Communities can use BEAD Funding for Virtual Routing Solutions

Tom Mitchell CGNAT, vBNG

As cities, municipalities, and communities strive to leverage BEAD funding to expand broadband access to their constituents, they’re turning to technology to help bridge the digital divide. While a significant portion of expenditures tend to go towards the physical plant, such as fiber, copper, or RF, the data center or central office is important in providing effective solutions for these markets. Critical electronics such as Broadband Network Gateways (BNGs) allow those who operate these networks to route traffic cost-effectively along the best paths and manage subscribers and the services those subscribers choose.

So, Why Do netElastic Virtual Routers Make Sense for These Communities?

netElastic BNG and CGNAT are virtual gateway routers that leverage standard servers to provide affordable infrastructure solutions.
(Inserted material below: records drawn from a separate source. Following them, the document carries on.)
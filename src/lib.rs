//! LearningHub - learner progress state core
//!
//! Tracks a learner's progress across a multi-grade curriculum, keyed per
//! learner profile and persisted client-side:
//! - lesson completion per grade/module
//! - practice exercise answers with a length-based completion heuristic
//! - quiz scoring with a first-answer-wins policy
//! - proficiency tiers, XP and tier suggestions
//! - evidence-of-work gating in front of lesson completion
//!
//! Subsystems are explicit stateful objects constructed with an injected
//! [`store::StorageBackend`] and [`events::EventBus`]; nothing is ambient.
//! Presentation concerns (rendering, DOM, styling) live outside this
//! crate and consume the event surface.
//!
//! # Example
//!
//! ```
//! use learninghub::progress::QuizScorer;
//! use learninghub::store::MemoryStorage;
//! use learninghub::events::EventBus;
//! use learninghub::types::{FixedProfile, LessonKey};
//!
//! let scorer = QuizScorer::new(
//!     MemoryStorage::new(),
//!     EventBus::new(),
//!     FixedProfile::new("elev1"),
//!     LessonKey::new("cls5", "m3-word", "lectia1"),
//!     4,
//! );
//! scorer.record_answer(0, true);
//! assert_eq!(scorer.status().total_correct, 1);
//! ```

// Core modules (order matters for cross-module dependencies)
pub mod types;
pub mod store; // Must come before the trackers, everything persists through it
pub mod events;
pub mod config;
pub mod gamification;
pub mod progress;
pub mod proficiency;
pub mod evidence;
pub mod cli;

// Re-export commonly used types for convenience
pub use config::HubConfig;
pub use events::{EventBus, EventPayload};
pub use evidence::{EvidenceGate, GateOutcome};
pub use proficiency::ProficiencyEngine;
pub use progress::{LessonCompletionTracker, PracticeTracker, QuizScorer};
pub use store::{FileStorage, MemoryStorage, PersistentStore, StorageBackend};
pub use types::{Level, LessonKey};

/// Library version
pub const VERSION: &str = env!("CARGO_PKG_VERSION");

/// Library name
pub const NAME: &str = env!("CARGO_PKG_NAME");

/// Get the library info
pub fn info() -> String {
    format!("{} v{} - Learner Progress Core", NAME, VERSION)
}
//! Optional gamification collaborator
//!
//! Components that award XP or achievements accept a handle to this
//! capability set instead of looking up an ambient sibling. When no
//! collaborator is wired in, the no-op implementation is used.

use std::sync::Arc;
use tracing::debug;

/// Capability set consumed by trackers and the proficiency engine
pub trait Gamification: Send + Sync {
    fn add_xp(&self, amount: u32, source: &str);
    fn unlock_achievement(&self, id: &str);
}

/// Default collaborator: records nothing
pub struct NoopGamification;

impl NoopGamification {
    pub fn handle() -> Arc<dyn Gamification> {
        Arc::new(NoopGamification)
    }
}

impl Gamification for NoopGamification {
    fn add_xp(&self, amount: u32, source: &str) {
        debug!("XP ignored (no gamification wired): +{} from {}", amount, source);
    }

    fn unlock_achievement(&self, _id: &str) {}
}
A typical netElastic router costs a third to a tenth of legacy solutions. This makes it less expensive to deploy and enables strategies such as Distributed Access Architecture (DAA), where routers are distributed throughout the community to lower latency, improve the subscriber experience, and drive down operating expenses.
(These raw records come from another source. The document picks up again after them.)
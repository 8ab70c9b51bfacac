//! Practice exercise tracking
//!
//! Stores free-text answers per exercise and derives completion from a
//! length heuristic: an answer counts once its trimmed text reaches 10
//! characters. Exercises are discovered by the presentation collaborator;
//! the tracker only knows how many it was told exist.

use chrono::{DateTime, Utc};
use serde::{Deserialize, Serialize};
use std::collections::BTreeMap;
use std::sync::Arc;

use crate::events::{EventBus, EventPayload, PRACTICE_PROGRESS_SAVED};
use crate::gamification::Gamification;
use crate::store::{PersistentStore, StorageBackend};
use crate::types::{LessonKey, ProfileResolver};

/// Storage namespace for this subsystem's keys.
pub const SUBSYSTEM: &str = "practice";

/// Trimmed answer length at which an exercise counts as completed
pub const MIN_ANSWER_CHARS: usize = 10;
/// XP awarded per completed exercise
pub const XP_PER_EXERCISE: u32 = 15;

/// Persisted answers and derived counters for one lesson
#[derive(Debug, Clone, Default, Serialize, Deserialize)]
pub struct PracticeRecord {
    pub answers: BTreeMap<String, String>,
    pub completed_count: usize,
    pub total: usize,
    pub xp: u32,
    pub timestamp: Option<DateTime<Utc>>,
}

/// Completion summary returned to callers and carried on events
#[derive(Debug, Clone, PartialEq, Serialize)]
pub struct PracticeStatus {
    pub total: usize,
    pub completed: usize,
    pub percentage: u32,
    pub is_complete: bool,
    pub xp: u32,
}

/// Tracks one lesson's practice exercises for the active profile
pub struct PracticeTracker {
    store: PersistentStore,
    events: Arc<EventBus>,
    profiles: Arc<dyn ProfileResolver>,
    gamification: Arc<dyn Gamification>,
    lesson: LessonKey,
    total: usize,
}

impl PracticeTracker {
    pub fn new(
        backend: Arc<dyn StorageBackend>,
        events: Arc<EventBus>,
        profiles: Arc<dyn ProfileResolver>,
        gamification: Arc<dyn Gamification>,
        lesson: LessonKey,
        total_exercises: usize,
    ) -> Self {
        Self {
            store: PersistentStore::new(backend, SUBSYSTEM),
            events,
            profiles,
            gamification,
            lesson,
            total: total_exercises,
        }
    }

    fn load(&self) -> PracticeRecord {
        let profile = self.profiles.active_profile_id();
        let mut record: PracticeRecord =
            self.store.load(&profile, Some(&self.lesson.storage_suffix()));
        record.total = self.total;
        record
    }

    /// Store an answer and recompute derived counters.
    ///
    /// The text is trimmed once on write and stored verbatim thereafter.
    pub fn record_answer(&self, exercise_id: &str, text: &str) {
        let profile = self.profiles.active_profile_id();
        let mut record = self.load();
        let previous_completed = record.completed_count;

        record
            .answers
            .insert(exercise_id.to_string(), text.trim().to_string());
        record.completed_count = record
            .answers
            .values()
            .filter(|answer| answer.chars().count() >= MIN_ANSWER_CHARS)
            .count();
        record.xp = (record.completed_count as u32) * XP_PER_EXERCISE;
        record.timestamp = Some(Utc::now());

        self.store
            .save(&profile, Some(&self.lesson.storage_suffix()), &record);

        if record.completed_count > previous_completed {
            let gained = (record.completed_count - previous_completed) as u32 * XP_PER_EXERCISE;
            self.gamification.add_xp(gained, "practice");
        }

        self.publish_status(&self.status_of(&record));
    }

    /// Stored answer for one exercise, if any
    pub fn answer(&self, exercise_id: &str) -> Option<String> {
        self.load().answers.get(exercise_id).cloned()
    }

    /// Current completion summary
    pub fn completion_status(&self) -> PracticeStatus {
        let record = self.load();
        self.status_of(&record)
    }

    fn status_of(&self, record: &PracticeRecord) -> PracticeStatus {
        let total = self.total;
        let completed = record.completed_count;
        let percentage = if total > 0 {
            ((completed as f64 / total as f64) * 100.0).round() as u32
        } else {
            0
        };
        PracticeStatus {
            total,
            completed,
            percentage,
            // A lesson with zero exercises is never complete
            is_complete: completed >= total && total > 0,
            xp: record.xp,
        }
    }

    /// Clear all answers for this lesson and re-publish a zeroed event
    pub fn reset(&self) {
        let profile = self.profiles.active_profile_id();
        let record = PracticeRecord {
            total: self.total,
            ..PracticeRecord::default()
        };
        self.store
            .save(&profile, Some(&self.lesson.storage_suffix()), &record);
        self.publish_status(&self.status_of(&record));
    }

    fn publish_status(&self, status: &PracticeStatus) {
        let payload = EventPayload::new(
            &self.lesson.to_string(),
            serde_json::json!({
                "completed": status.completed,
                "total": status.total,
                "isComplete": status.is_complete,
                "xp": status.xp,
                "percentage": status.percentage,
            }),
        );
        self.events.publish(PRACTICE_PROGRESS_SAVED, &payload);
    }
}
netElastic’s high-performance routing solutions support multi-gigabit fiber networks, and netElastic routers can outperform routers that cost ten times as much. This allows communities to provide 1G, 10G, or even 100G services directly to subscribers today or in the future.
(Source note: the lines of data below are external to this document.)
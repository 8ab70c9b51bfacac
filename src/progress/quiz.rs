//! Quiz scoring
//!
//! Records per-question correctness for one lesson's quiz. The contract
//! is only a `(question_index, is_correct)` pair, so any quiz-rendering
//! strategy can drive it: the index may come from an element id, DOM
//! order or an explicit callback argument.
//!
//! First answer wins: once a question index has a recorded outcome, later
//! answers to it are ignored. Repeated guessing can never inflate the
//! score.

use serde::{Deserialize, Serialize};
use std::collections::BTreeMap;
use std::sync::Arc;

use crate::events::{EventBus, EventPayload, QUIZ_PROGRESS};
use crate::store::{PersistentStore, StorageBackend};
use crate::types::{LessonKey, ProfileResolver};

/// Storage namespace for this subsystem's keys.
pub const SUBSYSTEM: &str = "quiz";

/// Persisted outcome map for one lesson's quiz attempt
#[derive(Debug, Clone, Default, Serialize, Deserialize)]
pub struct QuizAttemptRecord {
    pub answered_questions: BTreeMap<usize, bool>,
    pub correct_count: usize,
    pub total_questions: usize,
}

/// Scoring summary
#[derive(Debug, Clone, PartialEq, Serialize)]
pub struct QuizStatus {
    pub total_correct: usize,
    pub total_questions: usize,
    pub answered: usize,
    pub percentage: u32,
    pub is_complete: bool,
}

/// Tracks one lesson's quiz for the active profile
pub struct QuizScorer {
    store: PersistentStore,
    events: Arc<EventBus>,
    profiles: Arc<dyn ProfileResolver>,
    lesson: LessonKey,
    total_questions: usize,
}

impl QuizScorer {
    pub fn new(
        backend: Arc<dyn StorageBackend>,
        events: Arc<EventBus>,
        profiles: Arc<dyn ProfileResolver>,
        lesson: LessonKey,
        total_questions: usize,
    ) -> Self {
        Self {
            store: PersistentStore::new(backend, SUBSYSTEM),
            events,
            profiles,
            lesson,
            total_questions,
        }
    }

    fn load(&self) -> QuizAttemptRecord {
        let profile = self.profiles.active_profile_id();
        let mut record: QuizAttemptRecord =
            self.store.load(&profile, Some(&self.lesson.storage_suffix()));
        record.total_questions = self.total_questions;
        record
    }

    /// Record an answer outcome; a no-op if the question was already
    /// answered. Returns whether the answer was accepted.
    pub fn record_answer(&self, question_index: usize, is_correct: bool) -> bool {
        let profile = self.profiles.active_profile_id();
        let mut record = self.load();

        if record.answered_questions.contains_key(&question_index) {
            return false;
        }

        record.answered_questions.insert(question_index, is_correct);
        record.correct_count = record.answered_questions.values().filter(|c| **c).count();
        self.store
            .save(&profile, Some(&self.lesson.storage_suffix()), &record);

        let status = self.status_of(&record);
        let payload = EventPayload::new(
            &self.lesson.to_string(),
            serde_json::json!({
                "questionIndex": question_index,
                "isCorrect": is_correct,
                "totalCorrect": status.total_correct,
                "answered": status.answered,
                "totalQuestions": status.total_questions,
                "isComplete": status.is_complete,
            }),
        );
        self.events.publish(QUIZ_PROGRESS, &payload);
        true
    }

    pub fn status(&self) -> QuizStatus {
        let record = self.load();
        self.status_of(&record)
    }

    fn status_of(&self, record: &QuizAttemptRecord) -> QuizStatus {
        let answered = record.answered_questions.len();
        let percentage = if self.total_questions > 0 {
            ((record.correct_count as f64 / self.total_questions as f64) * 100.0).round() as u32
        } else {
            0
        };
        QuizStatus {
            total_correct: record.correct_count,
            total_questions: self.total_questions,
            answered,
            percentage,
            is_complete: answered >= self.total_questions,
        }
    }

    /// Clear this lesson's attempt
    pub fn reset(&self) {
        let profile = self.profiles.active_profile_id();
        let record = QuizAttemptRecord {
            total_questions: self.total_questions,
            ..QuizAttemptRecord::default()
        };
        self.store
            .save(&profile, Some(&self.lesson.storage_suffix()), &record);
    }
}
//! Progress tracking subsystems
//!
//! - [`lessons`]: marks/queries lesson completion per grade+module
//! - [`practice`]: free-text exercise answers with a length-based
//!   completion heuristic
//! - [`quiz`]: per-question quiz correctness with a first-answer-wins
//!   policy

pub mod lessons;
pub mod practice;
pub mod quiz;

pub use lessons::{LessonCompletionTracker, ProgressRecord};
pub use practice::{PracticeRecord, PracticeStatus, PracticeTracker};
pub use quiz::{QuizAttemptRecord, QuizScorer, QuizStatus};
Expand High-Speed Internet Access with BNG and CGNAT

Thirdly, netElastic routers are highly scalable. Communities can start small and conservatively insure against low take rates yet scale up when they eventually exceed those take rates, making strategic investments over time without worrying about making long-term decisions on equipment that must be replaced too soon.

Fourth, netElastic supports both IPv6 and Carrier-grade NAT.  This allows the network operator to support many subscribers without the outsized expense of buying IPv4 addresses for each.  This alone can save a BEAD applicant 1 million dollars or more, which can be applied to marketing, more fiber, and even more connected households.

Lastly, because netElastic routers run on commodity servers, they’re easier to service and support, whether deployed in the Central Office or in street furniture. Upgrading network cards or replacing power supplies is a much simpler task with greatly reduced supply-chain risks and a broad mix of local vendors that can help maintain the network.